Приказываю: За допущенные грубые идейные ошибки и политическую неразборчивость (ну не могу смолчать: помните – ее “четверку” по “основам марксизма-ленинизма” в Литинституте? Вот когда только загноилась у беспартийной мамаши эта червоточина! – А. С.).
Освободить с 8 апреля с. г. Ласкину Е. С. от работы в журнале.
Приказ довести до сведения всех сотрудников редакции. Потребовать от зав. отделами усиления политической бдительности и контроля за идейным содержанием публикуемых материалов.
Давно прошли оттепельные времена создававшего журнал Николая Атарова, проходили времена и либерала Евгения Поповкина, вошедшего в историю литературы редактора, впервые напечатавшего «Мастера и Маргариту». Пришли времена стилистов. Слово «идейно» употребляется в этом коротком, но выразительном нелитературном произведении пять раз. А главная подлость документа в том, что подписавший его подонок отлично знал, что до пенсии Евгении Самойловне оставалось меньше полугода. Но в его журнале – Ласкина, Алигер, Шехтер и Липкин – столько безыдейных евреев, и все в «Москве» у Алексеева, – это конечно же было невозможно. Мать переписала этот приказ на память – от руки, так он и запечатлен в архиве – ее почерком.
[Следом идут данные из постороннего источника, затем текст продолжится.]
//! `$rankFilter`: minimum, maximum, mean, median or variance over a
//! circular window.

use serde::{Deserialize, Serialize};

use crate::context::ProcessContext;
use crate::error::CommandError;
use crate::filter::{self, Rank};
use crate::image::ImagePlane;

use super::{float_plane, gray_input, same_depth_as};

#[derive(Debug, Clone, Copy, PartialEq, Eq, Default, Serialize, Deserialize)]
#[serde(rename_all = "SCREAMING_SNAKE_CASE")]
pub enum RankMode {
    Min,
    Max,
    Mean,
    #[default]
    Median,
    Variance,
}

impl From<RankMode> for Rank {
    fn from(mode: RankMode) -> Self {
        match mode {
            RankMode::Min => Self::Min,
            RankMode::Max => Self::Max,
            RankMode::Mean => Self::Mean,
            RankMode::Median => Self::Median,
            RankMode::Variance => Self::Variance,
        }
    }
}

#[derive(Debug, Clone, PartialEq, Serialize, Deserialize)]
#[serde(rename_all = "camelCase", default)]
pub struct RankFilterSettings {
    pub mode: RankMode,
    /// Window radius in pixels. Default 2.
    pub radius: f32,
}

impl Default for RankFilterSettings {
    fn default() -> Self {
        Self {
            mode: RankMode::default(),
            radius: 2.0,
        }
    }
}

impl RankFilterSettings {
    pub(crate) fn check(&self) -> Result<(), String> {
        if self.radius.is_nan() || self.radius < 0.0 {
            return Err(format!("radius must not be negative, got {}", self.radius));
        }
        Ok(())
    }

    pub(crate) fn execute(&self, ctx: &mut ProcessContext<'_>) -> Result<(), CommandError> {
        self.check().map_err(CommandError::InvalidInput)?;
        let input = gray_input(ctx)?;
        let out = self.apply(&input)?;
        ctx.set_active_image(out);
        Ok(())
    }

    /// Filtered copy of `plane` in its own depth; variance saturates.
    ///
    /// # Errors
    ///
    /// Returns [`CommandError::InvalidInput`] if the result cannot be
    /// written back into the plane's depth.
    pub fn apply(&self, plane: &ImagePlane) -> Result<ImagePlane, CommandError> {
        same_depth_as(
            plane,
            filter::rank(&float_plane(plane), self.radius, self.mode.into()),
        )
    }
}

#[cfg(test)]
#[allow(clippy::unwrap_used)]
mod tests {
    use super::*;
    use crate::context::testing::Harness;

    fn speckled() -> ImagePlane {
        ImagePlane::from_fn_u16(16, 16, |x, y| if (x, y) == (8, 8) { 5000 } else { 100 })
    }

    #[test]
    fn median_removes_isolated_spike() {
        let out = RankFilterSettings::default().apply(&speckled()).unwrap();
        assert!((out.get(8, 8, 0) - 100.0).abs() < f64::EPSILON);
    }

    #[test]
    fn max_grows_the_spike_by_the_radius() {
        let settings = RankFilterSettings {
            mode: RankMode::Max,
            radius: 2.0,
        };
        let out = settings.apply(&speckled()).unwrap();
        assert!((out.get(10, 8, 0) - 5000.0).abs() < f64::EPSILON);
        assert!((out.get(11, 8, 0) - 100.0).abs() < f64::EPSILON);
        assert!((out.get(10, 10, 0) - 100.0).abs() < f64::EPSILON, "corner outside the disk");
    }

    #[test]
    fn execute_keeps_depth_and_rejects_negative_radius() {
        let mut harness = Harness::new(speckled());
        let mut ctx = harness.context();
        let bad = RankFilterSettings {
            radius: -1.0,
            ..RankFilterSettings::default()
        };
        assert!(bad.execute(&mut ctx).is_err());
        RankFilterSettings::default().execute(&mut ctx).unwrap();
        assert_eq!(ctx.active_image().depth(), speckled().depth());
    }
}
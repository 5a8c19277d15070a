use imagec_engine::SinkError;

/// Errors from the result store and the query layer.
#[derive(Debug, thiserror::Error)]
pub enum StoreError {
    #[error("database error: {0}")]
    Sqlite(#[from] rusqlite::Error),

    #[error("invalid stored JSON: {0}")]
    Json(#[from] serde_json::Error),

    /// The file was written by a different schema version.
    #[error("store schema version {found} does not match the supported version {expected}")]
    SchemaVersion { found: String, expected: u32 },

    #[error("unknown job {0:?}")]
    UnknownJob(String),

    /// The store holds no jobs at all.
    #[error("the store contains no jobs")]
    NoJobs,

    /// `from` cannot move to `to`.
    #[error("job {job_id}: illegal status change {from} -> {to}")]
    Transition {
        job_id: String,
        from: String,
        to: String,
    },

    /// A filter does not match anything in the job.
    #[error("invalid filter: {0}")]
    Filter(String),
}

impl From<StoreError> for SinkError {
    fn from(err: StoreError) -> Self {
        Self(err.to_string())
    }
}
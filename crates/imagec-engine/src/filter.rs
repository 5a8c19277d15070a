//! Numeric building blocks shared by the image commands.
//!
//! Everything here works on row-major `f32` buffers of a known width and
//! height. Borders are handled by replicating the edge pixel.

use image::{ImageBuffer, Luma};

/// Row-major single-channel float buffer.
#[derive(Debug, Clone, PartialEq)]
pub struct FloatPlane {
    pub width: u32,
    pub height: u32,
    pub data: Vec<f32>,
}

impl FloatPlane {
    #[must_use]
    pub fn new(width: u32, height: u32, data: Vec<f32>) -> Self {
        debug_assert_eq!(data.len(), width as usize * height as usize);
        Self {
            width,
            height,
            data,
        }
    }

    #[must_use]
    pub fn zeros(width: u32, height: u32) -> Self {
        Self::new(width, height, vec![0.0; width as usize * height as usize])
    }

    /// Value at `(x, y)` with coordinates clamped into the plane.
    #[must_use]
    #[allow(clippy::cast_sign_loss, clippy::cast_possible_wrap)]
    pub fn at_clamped(&self, x: i64, y: i64) -> f32 {
        let x = x.clamp(0, i64::from(self.width) - 1) as usize;
        let y = y.clamp(0, i64::from(self.height) - 1) as usize;
        self.data[y * self.width as usize + x]
    }

    /// Element-wise combination of two planes of the same size.
    #[must_use]
    pub fn zip_map(&self, other: &Self, f: impl Fn(f32, f32) -> f32) -> Self {
        let data = self
            .data
            .iter()
            .zip(&other.data)
            .map(|(&a, &b)| f(a, b))
            .collect();
        Self::new(self.width, self.height, data)
    }

    #[must_use]
    pub fn map(&self, f: impl Fn(f32) -> f32) -> Self {
        Self::new(
            self.width,
            self.height,
            self.data.iter().map(|&v| f(v)).collect(),
        )
    }
}

/// Gaussian smoothing.
///
/// Non-positive `sigma` returns the input unchanged, since `imageproc`
/// panics on `sigma <= 0.0`.
#[must_use = "returns the blurred plane"]
pub fn gaussian(plane: &FloatPlane, sigma: f32) -> FloatPlane {
    if sigma <= 0.0 || plane.data.is_empty() {
        return plane.clone();
    }
    let Some(buffer) =
        ImageBuffer::<Luma<f32>, Vec<f32>>::from_raw(plane.width, plane.height, plane.data.clone())
    else {
        return plane.clone();
    };
    let blurred = imageproc::filter::gaussian_blur_f32(&buffer, sigma);
    FloatPlane::new(plane.width, plane.height, blurred.into_raw())
}

/// Sigma matching an odd Gaussian kernel size, as used by `OpenCV` when no
/// explicit sigma is given.
#[must_use]
#[allow(clippy::cast_precision_loss)]
pub fn sigma_for_kernel(kernel_size: u32) -> f32 {
    0.3f32.mul_add((kernel_size as f32 - 1.0).mul_add(0.5, -1.0), 0.8)
}

/// 1D derivative kernel of the given order and odd size.
///
/// Built as `(size - 1 - order)` convolutions with `[1, 1]` followed by
/// `order` convolutions with `[-1, 1]`, which yields the usual Sobel
/// smoothing (`[1, 2, 1]`) and derivative (`[-1, 0, 1]`, `[1, -2, 1]`)
/// kernels for size 3. Returns `None` when `order >= size`.
#[must_use]
pub fn derivative_kernel(order: u32, size: u32) -> Option<Vec<f32>> {
    if size == 0 || order >= size {
        return None;
    }
    let mut kernel = vec![1.0f32];
    for _ in 0..(size - 1 - order) {
        kernel = convolve_1d(&kernel, &[1.0, 1.0]);
    }
    for _ in 0..order {
        kernel = convolve_1d(&kernel, &[-1.0, 1.0]);
    }
    Some(kernel)
}

fn convolve_1d(a: &[f32], b: &[f32]) -> Vec<f32> {
    let mut out = vec![0.0; a.len() + b.len() - 1];
    for (i, &x) in a.iter().enumerate() {
        for (j, &y) in b.iter().enumerate() {
            out[i + j] += x * y;
        }
    }
    out
}

/// Separable correlation with `kx` along rows and `ky` along columns.
///
/// Both kernels are centered; even-length kernels anchor left of center.
#[must_use]
#[allow(clippy::cast_possible_wrap)]
pub fn separable(plane: &FloatPlane, kx: &[f32], ky: &[f32]) -> FloatPlane {
    let (w, h) = (plane.width as usize, plane.height as usize);
    let rx = (kx.len() / 2) as i64;
    let ry = (ky.len() / 2) as i64;
    let mut tmp = vec![0.0f32; w * h];
    for y in 0..h {
        for x in 0..w {
            let mut acc = 0.0;
            for (i, &k) in kx.iter().enumerate() {
                acc += k * plane.at_clamped(x as i64 + i as i64 - rx, y as i64);
            }
            tmp[y * w + x] = acc;
        }
    }
    let tmp = FloatPlane::new(plane.width, plane.height, tmp);
    let mut out = vec![0.0f32; w * h];
    for y in 0..h {
        for x in 0..w {
            let mut acc = 0.0;
            for (i, &k) in ky.iter().enumerate() {
                acc += k * tmp.at_clamped(x as i64, y as i64 + i as i64 - ry);
            }
            out[y * w + x] = acc;
        }
    }
    FloatPlane::new(plane.width, plane.height, out)
}

/// First-order 3×3 Sobel gradients `(gx, gy)`.
#[must_use]
pub fn sobel_gradients(plane: &FloatPlane) -> (FloatPlane, FloatPlane) {
    let smooth = [1.0, 2.0, 1.0];
    let diff = [-1.0, 0.0, 1.0];
    (
        separable(plane, &diff, &smooth),
        separable(plane, &smooth, &diff),
    )
}

/// Histogram of integer-valued samples with `bins` buckets.
///
/// Values are rounded and clamped into `0..bins`.
#[must_use]
#[allow(clippy::cast_possible_truncation, clippy::cast_sign_loss)]
pub fn histogram(values: &[f32], bins: usize) -> Vec<u64> {
    let mut hist = vec![0u64; bins.max(1)];
    let top = hist.len() - 1;
    for &v in values {
        let bin = (v.round().max(0.0) as usize).min(top);
        hist[bin] += 1;
    }
    hist
}

/// Otsu's between-class-variance threshold over a histogram.
///
/// Returns the bin index `t` such that values `> t` form the foreground.
#[must_use]
#[allow(clippy::cast_precision_loss)]
pub fn otsu_level(hist: &[u64]) -> usize {
    let total: u64 = hist.iter().sum();
    if total == 0 {
        return 0;
    }
    let weighted_total: f64 = hist
        .iter()
        .enumerate()
        .map(|(i, &c)| i as f64 * c as f64)
        .sum();
    let mut best = 0;
    let mut best_var = -1.0;
    let mut w_back = 0u64;
    let mut sum_back = 0.0;
    for (t, &count) in hist.iter().enumerate() {
        w_back += count;
        if w_back == 0 {
            continue;
        }
        let w_fore = total - w_back;
        if w_fore == 0 {
            break;
        }
        sum_back += t as f64 * count as f64;
        let mean_back = sum_back / w_back as f64;
        let mean_fore = (weighted_total - sum_back) / w_fore as f64;
        let var = w_back as f64 * w_fore as f64 * (mean_back - mean_fore).powi(2);
        if var > best_var {
            best_var = var;
            best = t;
        }
    }
    best
}

/// Statistic taken over the window of [`rank`].
#[derive(Debug, Clone, Copy, PartialEq, Eq)]
pub enum Rank {
    Min,
    Max,
    Mean,
    Median,
    Variance,
}

/// Offsets of a circular window: pixels with `dx² + dy² <= r² + 1`.
#[must_use]
#[allow(clippy::cast_possible_truncation, clippy::cast_precision_loss)]
pub fn circle_offsets(radius: f32) -> Vec<(i64, i64)> {
    let r2 = f64::from(radius.max(0.0)).powi(2) + 1.0;
    let reach = r2.sqrt().floor() as i64;
    let mut offsets = Vec::new();
    for dy in -reach..=reach {
        for dx in -reach..=reach {
            if ((dx * dx + dy * dy) as f64) <= r2 {
                offsets.push((dx, dy));
            }
        }
    }
    offsets
}

/// Circular rank filter with replicated borders.
///
/// A radius below `0.5` returns the input unchanged.
#[must_use = "returns the filtered plane"]
#[allow(clippy::cast_precision_loss, clippy::cast_possible_wrap)]
pub fn rank(plane: &FloatPlane, radius: f32, kind: Rank) -> FloatPlane {
    if radius < 0.5 || plane.data.is_empty() {
        return plane.clone();
    }
    let offsets = circle_offsets(radius);
    let n = offsets.len() as f64;
    let mut window = Vec::with_capacity(offsets.len());
    let mut out = FloatPlane::zeros(plane.width, plane.height);
    let width = i64::from(plane.width);
    for y in 0..i64::from(plane.height) {
        for x in 0..width {
            window.clear();
            window.extend(
                offsets
                    .iter()
                    .map(|&(dx, dy)| plane.at_clamped(x + dx, y + dy)),
            );
            let value = match kind {
                Rank::Min => window.iter().copied().fold(f32::INFINITY, f32::min),
                Rank::Max => window.iter().copied().fold(f32::NEG_INFINITY, f32::max),
                Rank::Mean => (window.iter().map(|&v| f64::from(v)).sum::<f64>() / n) as f32,
                Rank::Median => {
                    let mid = window.len() / 2;
                    *window.select_nth_unstable_by(mid, f32::total_cmp).1
                }
                Rank::Variance => {
                    let mean = window.iter().map(|&v| f64::from(v)).sum::<f64>() / n;
                    let var = window
                        .iter()
                        .map(|&v| (f64::from(v) - mean).powi(2))
                        .sum::<f64>()
                        / n;
                    var as f32
                }
            };
            out.data[(y * width + x) as usize] = value;
        }
    }
    out
}

/// Median of a sample; `0` for an empty slice.
#[must_use]
pub fn median(values: &mut [f64]) -> f64 {
    if values.is_empty() {
        return 0.0;
    }
    values.sort_by(f64::total_cmp);
    let mid = values.len() / 2;
    if values.len().is_multiple_of(2) {
        f64::midpoint(values[mid - 1], values[mid])
    } else {
        values[mid]
    }
}
impl ImagePlane {
    /// Zero-initialized plane.
    #[must_use]
    pub fn zeros(width: u32, height: u32, depth: Depth, channels: Channels) -> Self {
        let len = width as usize * height as usize * channels.count();
        Self {
            width,
            height,
            channels,
            data: Arc::new(PixelData::zeros(depth, len)),
        }
    }

    /// Take ownership of a pixel vector.
    ///
    /// # Errors
    ///
    /// Returns [`PlaneError::LengthMismatch`] if the vector length does not
    /// match the dimensions.
    pub fn from_vec<T: Sample>(
        width: u32,
        height: u32,
        channels: Channels,
        data: Vec<T>,
    ) -> Result<Self, PlaneError> {
        let expected = width as usize * height as usize * channels.count();
        if data.len() != expected {
            return Err(PlaneError::LengthMismatch {
                expected,
                found: data.len(),
            });
        }
        Ok(Self {
            width,
            height,
            channels,
            data: Arc::new(T::wrap(data)),
        })
    }

    /// Single-channel plane computed per pixel.
    #[must_use]
    pub fn from_fn_u16(width: u32, height: u32, f: impl Fn(u32, u32) -> u16) -> Self {
        let mut data = Vec::with_capacity(width as usize * height as usize);
        for y in 0..height {
            for x in 0..width {
                data.push(f(x, y));
            }
        }
        Self {
            width,
            height,
            channels: Channels::Gray,
            data: Arc::new(PixelData::U16(data)),
        }
    }

    /// Wrap an 8-bit grayscale image.
    #[must_use]
    pub fn from_gray8(image: GrayImage) -> Self {
        let (width, height) = image.dimensions();
        Self {
            width,
            height,
            channels: Channels::Gray,
            data: Arc::new(PixelData::U8(image.into_raw())),
        }
    }

    /// Wrap a 16-bit grayscale image.
    #[must_use]
    pub fn from_gray16(image: ImageBuffer<Luma<u16>, Vec<u16>>) -> Self {
        let (width, height) = image.dimensions();
        Self {
            width,
            height,
            channels: Channels::Gray,
            data: Arc::new(PixelData::U16(image.into_raw())),
        }
    }

    #[must_use]
    pub const fn width(&self) -> u32 {
        self.width
    }

    #[must_use]
    pub const fn height(&self) -> u32 {
        self.height
    }

    #[must_use]
    pub const fn dimensions(&self) -> Dimensions {
        Dimensions::new(self.width, self.height)
    }

    #[must_use]
    pub const fn channels(&self) -> Channels {
        self.channels
    }

    #[must_use]
    pub fn depth(&self) -> Depth {
        self.data.depth()
    }

    /// Elements per row.
    #[must_use]
    pub const fn stride(&self) -> usize {
        self.width as usize * self.channels.count()
    }

    #[must_use]
    pub fn data(&self) -> &PixelData {
        &self.data
    }

    /// Typed slice of the pixels, `None` when `T` does not match the depth.
    #[must_use]
    pub fn as_slice<T: Sample>(&self) -> Option<&[T]> {
        T::slice(&self.data)
    }

    /// Mutable access to the pixels, copying them first if shared.
    pub fn make_mut(&mut self) -> &mut PixelData {
        Arc::make_mut(&mut self.data)
    }

    /// `true` when another plane shares this buffer.
    #[must_use]
    pub fn is_shared(&self) -> bool {
        Arc::strong_count(&self.data) > 1
    }

    /// Value of channel `c` at `(x, y)` as `f64`.
    ///
    /// Callers are responsible for staying in bounds.
    #[must_use]
    pub fn get(&self, x: u32, y: u32, c: usize) -> f64 {
        self.data.get(self.index(x, y, c))
    }

    /// Set channel `c` at `(x, y)`, saturating to the plane's range.
    pub fn set(&mut self, x: u32, y: u32, c: usize, value: f64) {
        let index = self.index(x, y, c);
        self.make_mut().set(index, value);
    }

    const fn index(&self, x: u32, y: u32, c: usize) -> usize {
        y as usize * self.stride() + x as usize * self.channels.count() + c
    }

    /// Gray values as `f32`, unscaled (a U16 pixel of 1000 becomes `1000.0`).
    ///
    /// Three-channel planes are reduced to their mean.
    #[must_use]
    #[allow(clippy::cast_possible_truncation)]
    pub fn to_f32_gray(&self) -> Vec<f32> {
        let ch = self.channels.count();
        let n = self.width as usize * self.height as usize;
        if ch == 1 {
            return match &*self.data {
                PixelData::U8(v) => v.iter().map(|&p| f32::from(p)).collect(),
                PixelData::U16(v) => v.iter().map(|&p| f32::from(p)).collect(),
                PixelData::F32(v) => v.clone(),
            };
        }
        (0..n)
            .map(|i| {
                let sum: f64 = (0..ch).map(|c| self.data.get(i * ch + c)).sum();
                (sum / 3.0) as f32
            })
            .collect()
    }

    /// Single-channel plane of the same depth as `self` built from unscaled
    /// `f32` values. Integer depths saturate.
    ///
    /// # Errors
    ///
    /// Returns [`PlaneError::LengthMismatch`] if `values` does not cover the
    /// plane.
    #[allow(clippy::cast_possible_truncation, clippy::cast_sign_loss)]
    pub fn with_gray_values(&self, values: Vec<f32>) -> Result<Self, PlaneError> {
        let (w, h) = (self.width, self.height);
        match self.depth() {
            Depth::U8 => Self::from_vec(
                w,
                h,
                Channels::Gray,
                values
                    .iter()
                    .map(|v| v.round().clamp(0.0, 255.0) as u8)
                    .collect(),
            ),
            Depth::U16 => Self::from_vec(
                w,
                h,
                Channels::Gray,
                values
                    .iter()
                    .map(|v| v.round().clamp(0.0, 65535.0) as u16)
                    .collect(),
            ),
            Depth::F32 => Self::from_vec(w, h, Channels::Gray, values),
        }
    }

    /// Minimum and maximum over all elements. `(0, 0)` for an empty plane.
    #[must_use]
    pub fn min_max(&self) -> (f64, f64) {
        let n = self.data.len();
        if n == 0 {
            return (0.0, 0.0);
        }
        let mut lo = f64::INFINITY;
        let mut hi = f64::NEG_INFINITY;
        for i in 0..n {
            let v = self.data.get(i);
            lo = lo.min(v);
            hi = hi.max(v);
        }
        (lo, hi)
    }

    /// Convert to another depth.
    ///
    /// - U8/U16 to F32 divide by 255/65535.
    /// - F32 to U8/U16 clamp to `[0, max observed]` and rescale that range
    ///   to the full integer range.
    /// - U8 to U16 multiplies by 257, U16 to U8 divides by 257.
    #[must_use]
    #[allow(
        clippy::cast_possible_truncation,
        clippy::cast_sign_loss,
        clippy::cast_precision_loss
    )]
    pub fn convert_depth(&self, depth: Depth) -> Self {
        if depth == self.depth() {
            return self.clone();
        }
        let data = match (&*self.data, depth) {
            (PixelData::U8(v), Depth::F32) => {
                PixelData::F32(v.iter().map(|&p| f32::from(p) / 255.0).collect())
            }
            (PixelData::U16(v), Depth::F32) => {
                PixelData::F32(v.iter().map(|&p| f32::from(p) / 65535.0).collect())
            }
            (PixelData::U8(v), Depth::U16) => {
                PixelData::U16(v.iter().map(|&p| u16::from(p) * 257).collect())
            }
            (PixelData::U16(v), Depth::U8) => {
                PixelData::U8(v.iter().map(|&p| (p / 257) as u8).collect())
            }
            (PixelData::F32(v), target) => {
                let max = v.iter().copied().fold(0.0_f32, f32::max);
                let full = target.max_value() as f32;
                let scale = if max > 0.0 { full / max } else { 0.0 };
                let scaled = v.iter().map(|&p| (p.clamp(0.0, max) * scale).round());
                match target {
                    Depth::U8 => PixelData::U8(scaled.map(|p| p as u8).collect()),
                    Depth::U16 => PixelData::U16(scaled.map(|p| p as u16).collect()),
                    Depth::F32 => PixelData::F32(v.clone()),
                }
            }
            (data, _) => data.clone(),
        };
        Self {
            width: self.width,
            height: self.height,
            channels: self.channels,
            data: Arc::new(data),
        }
    }

    /// Convert into a preallocated plane of matching size and channel count,
    /// taking the target's depth.
    ///
    /// # Errors
    ///
    /// Returns [`PlaneError::ChannelMismatch`] or
    /// [`PlaneError::DimensionMismatch`] when the target differs.
    pub fn convert_into(&self, target: &mut Self) -> Result<(), PlaneError> {
        if target.channels != self.channels {
            return Err(PlaneError::ChannelMismatch {
                expected: target.channels.count(),
                found: self.channels.count(),
            });
        }
        if target.dimensions() != self.dimensions() {
            return Err(PlaneError::DimensionMismatch {
                expected: target.dimensions(),
                found: self.dimensions(),
            });
        }
        *target = self.convert_depth(target.depth());
        Ok(())
    }

    /// Copy of the region `rect`. Pixels outside the plane are zero.
    #[must_use]
    #[allow(clippy::cast_sign_loss, clippy::cast_possible_wrap)]
    pub fn crop(&self, rect: Rect) -> Self {
        let mut out = Self::zeros(rect.width, rect.height, self.depth(), self.channels);
        let bounds = Rect::from_dimensions(self.dimensions());
        let Some(valid) = rect.intersection(bounds) else {
            return out;
        };
        let ch = self.channels.count();
        let src_stride = self.stride();
        let dst_stride = out.stride();
        let row_len = valid.width as usize * ch;
        let dst_x = (valid.x - rect.x) as usize * ch;
        let src_x = valid.x as usize * ch;
        macro_rules! copy_rows {
            ($src:expr, $dst:expr) => {
                for row in 0..valid.height as usize {
                    let sy = valid.y as usize + row;
                    let dy = (valid.y - rect.y) as usize + row;
                    let s = sy * src_stride + src_x;
                    let d = dy * dst_stride + dst_x;
                    $dst[d..d + row_len].copy_from_slice(&$src[s..s + row_len]);
                }
            };
        }
        match (&*self.data, out.make_mut()) {
            (PixelData::U8(src), PixelData::U8(dst)) => copy_rows!(src, dst),
            (PixelData::U16(src), PixelData::U16(dst)) => copy_rows!(src, dst),
            (PixelData::F32(src), PixelData::F32(dst)) => copy_rows!(src, dst),
            _ => {}
        }
        out
    }

    /// Copy `src` into `self` with its top-left corner at `(x, y)`.
    ///
    /// Parts of `src` that fall outside `self` are dropped.
    ///
    /// # Errors
    ///
    /// Returns [`PlaneError::ChannelMismatch`] when the channel counts differ.
    #[allow(clippy::cast_sign_loss, clippy::cast_possible_wrap)]
    pub fn paste(&mut self, src: &Self, x: i32, y: i32) -> Result<(), PlaneError> {
        if src.channels != self.channels {
            return Err(PlaneError::ChannelMismatch {
                expected: self.channels.count(),
                found: src.channels.count(),
            });
        }
        let src = src.convert_depth(self.depth());
        let target = Rect::new(x, y, src.width, src.height);
        let Some(valid) = target.intersection(Rect::from_dimensions(self.dimensions())) else {
            return Ok(());
        };
        let ch = self.channels.count();
        for row in 0..valid.height {
            let sy = (valid.y - y) as u32 + row;
            let dy = valid.y as u32 + row;
            for col in 0..valid.width {
                let sx = (valid.x - x) as u32 + col;
                let dx = valid.x as u32 + col;
                for c in 0..ch {
                    let v = src.get(sx, sy, c);
                    self.set(dx, dy, c, v);
                }
            }
        }
        Ok(())
    }

    /// 24-bit BGR rendering of a gray plane.
    ///
    /// `weights` are the red, green and blue shares in `[0, 1]`; the
    /// contrast window `(lower, upper)` is in 16-bit units. U8 and F32
    /// planes are converted to U16 first.
    ///
    /// # Errors
    ///
    /// Returns [`PlaneError::ChannelMismatch`] for a three-channel plane.
    pub fn to_pseudo_color(
        &self,
        weights: [f32; 3],
        lower: u16,
        upper: u16,
    ) -> Result<Self, PlaneError> {
        if self.channels != Channels::Gray {
            return Err(PlaneError::ChannelMismatch {
                expected: Channels::Gray.count(),
                found: self.channels.count(),
            });
        }
        let gray = self.convert_depth(Depth::U16);
        let Some(values) = gray.as_slice::<u16>() else {
            return Err(PlaneError::LengthMismatch {
                expected: self.data.len(),
                found: 0,
            });
        };
        let [r, g, b] = weights.map(|w| pseudo_color_lut(w, lower, upper));
        let mut bgr = Vec::with_capacity(values.len() * 3);
        for &v in values {
            let v = usize::from(v);
            bgr.extend_from_slice(&[b[v], g[v], r[v]]);
        }
        Self::from_vec(self.width, self.height, Channels::Bgr, bgr)
    }

    /// 8-bit copy stretched so the plane's maximum maps to 255.
    ///
    /// Used for algorithms that only accept [`GrayImage`] (Canny, contour
    /// tracing) and for control images.
    #[must_use]
    #[allow(clippy::cast_possible_truncation, clippy::cast_sign_loss)]
    pub fn to_gray8_normalized(&self) -> GrayImage {
        let values = self.to_f32_gray();
        let max = values.iter().copied().fold(0.0_f32, f32::max);
        let scale = if max > 0.0 { 255.0 / max } else { 0.0 };
        let raw = values
            .iter()
            .map(|v| (v.max(0.0) * scale).round().min(255.0) as u8)
            .collect();
        GrayImage::from_raw(self.width, self.height, raw)
            .unwrap_or_else(|| GrayImage::new(self.width, self.height))
    }

    /// Binary view: 255 where channel 0 is non-zero.
    #[must_use]
    pub fn to_binary_mask(&self) -> GrayImage {
        GrayImage::from_fn(self.width, self.height, |x, y| {
            if self.get(x, y, 0) > 0.0 {
                Luma([255])
            } else {
                Luma([0])
            }
        })
    }

    /// Gray values as an `imageproc`-compatible float image.
    #[must_use]
    pub fn to_luma32f(&self) -> ImageBuffer<Luma<f32>, Vec<f32>> {
        ImageBuffer::from_raw(self.width, self.height, self.to_f32_gray())
            .unwrap_or_else(|| ImageBuffer::new(self.width, self.height))
    }
}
А жизнь продолжалась. Уже вне редакции мать пестовала, кохала и поддерживала новое поколение поэтов. Появился в доме Иван Жданов. Мать честно признавалась, что стихов его не понимает, но верила в его предназначение. Появились Лариса Миллер, Лена Шувалова, Саша Радковский. Последней появилась четырнадцатилетняя Нина Грачева – кто-то кому-то сказал, что вот есть такая женщина, понимающая в стихах, и папа-шофер привел к ней обезумевшую, ошалевшую от стихов дочку… Когда несколько лет спустя ее не приняли в Литинститут, мать растормошила всю поэтическую Москву, дозвонилась, достучалась, добилась. И – кто раз в неделю, кто в две, кто в месяц, письменно или изустно – по крайней мере десяток цыплят разного возраста являлись к своей наседке. Со стихами и с детьми, с публикациями и с болезнями, с любовями и с друзьями. И число их не уменьшалось. Теперь мате ри нет. И осиротели давно уже выросшие девочки и мальчики.
Матери моей – до последнего дня – было присуще недоверие к официальной истории. В нарушение Главной Заповеди оруэлловского министерства она хранила газетные вырезки, машинописные рукописи, переписывала от руки ненапечатанные стихи.
Последняя по дате – вырезка из «Московских новостей»: некролог в память Виктора Платоновича Некрасова. Сколько с тех пор прошло? Всего ничего, и уже забылось, что сам факт такой публикации был событием, почти сенсацией, чьим-то мужеством, чьим-то поступком. Уникальных материалов в этом разделе нет. Сейчас, в свете печатного бума последних лет, хранение их кажется бессмысленным. Но как выкинуть полную машинную перепечатку «Колымских рассказов», в свое время схороненную по просьбе Варлама Тихоновича Шаламова? Или толстенную папку с надписью «Демьян Бедный, том 1», скрывавшую подслеповатую – тех самых самиздатовских лет – перепечатку «В круге первом».